TASK OBJECTIVE
Set all the entries down again, unaltered.

DATA TO USE
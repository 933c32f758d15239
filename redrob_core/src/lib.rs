//! # redrob core
//!
//! Control core of the redrob robot daemon.
//!
//! - **Tasks**: one OS thread per worker with a five-state lifecycle, plus
//!   fixed-frequency cyclic tasks paced by absolute deadlines
//! - **Supervision**: start, release, check and stop workers under timeouts
//! - **Control**: motor and camera state machines, radio and network
//!   remote-control sources and their arbitration
//! - **Net**: the remote control TCP server and its wire protocol
//! - **Daemon**: the control loop and the core object the binary drives
//!
//! ## Quick Start
//!
//! ```rust,no_run
//! use redrob_core::{DaemonConfig, Hardware, RedrobCore};
//!
//! let config = DaemonConfig::default();
//! let core = RedrobCore::new(Hardware::simulated(config.adc.reference_voltage));
//! core.initialize(&config)?;
//! core.check_run_status()?;
//! core.finalize()?;
//! # Ok::<(), redrob_core::RedrobError>(())
//! ```

pub mod config;
pub mod control;
pub mod control_loop;
pub mod daemon;
pub mod error;
pub mod hardware;
pub mod logging;
pub mod net;
pub mod task;
pub mod workers;

pub use config::DaemonConfig;
pub use control_loop::{ControlLoop, CTRL_TASK_NAME, CTRL_TIMEOUTS};
pub use daemon::{prod_info, ProdInfo, RedrobCore};
pub use error::{ErrorRecord, ErrorSource, LastError, RedrobError, RedrobResult};
pub use hardware::Hardware;
pub use task::{
    check_task, finalize_task, initialize_task, CyclicBody, CyclicTask, SupervisionTimeouts, Task,
    TaskBody, TaskContext, TaskState, TaskStatus,
};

YOUR SOLUTION
repository 933c32f758d15239
filename redrob_core/src/lib.rs
//! # redrob core
//!
//! Control core of the redrob robot daemon.
//!
//! - **Tasks**: one OS thread per worker with a five-state lifecycle, plus
//!   fixed-frequency cyclic tasks paced by absolute deadlines
//! - **Supervision**: start, release, check and stop workers under timeouts
//! - **Control**: motor and camera state machines, radio and network
//!   remote-control sources and their arbitration
//! - **Net**: the remote control TCP server and its wire protocol
//! - **Daemon**: the control loop and the core object the binary drives
//!
//! ## Quick Start
//!
//! ```rust,no_run
//! use redrob_core::{DaemonConfig, Hardware, RedrobCore};
//!
//! let config = DaemonConfig::default();
//! let core = RedrobCore::new(Hardware::simulated(config.adc.reference_voltage));
//! core.initialize(&config)?;
//! core.check_run_status()?;
//! core.finalize()?;
//! # Ok::<(), redrob_core::RedrobError>(())
//! ```

pub mod config;
pub mod control;
pub mod control_loop;
pub mod daemon;
pub mod error;
pub mod hardware;
pub mod logging;
pub mod net;
pub mod task;
pub mod workers;

pub use config::DaemonConfig;
pub use control_loop::{ControlLoop, CTRL_TASK_NAME, CTRL_TIMEOUTS};
pub use daemon::{prod_info, ProdInfo, RedrobCore};
pub use error::{ErrorRecord, ErrorSource, LastError, RedrobError, RedrobResult};
pub use hardware::Hardware;
pub use task::{
    check_task, finalize_task, initialize_task, CyclicBody, CyclicTask, SupervisionTimeouts, Task,
    TaskBody, TaskContext, TaskState, TaskStatus,
};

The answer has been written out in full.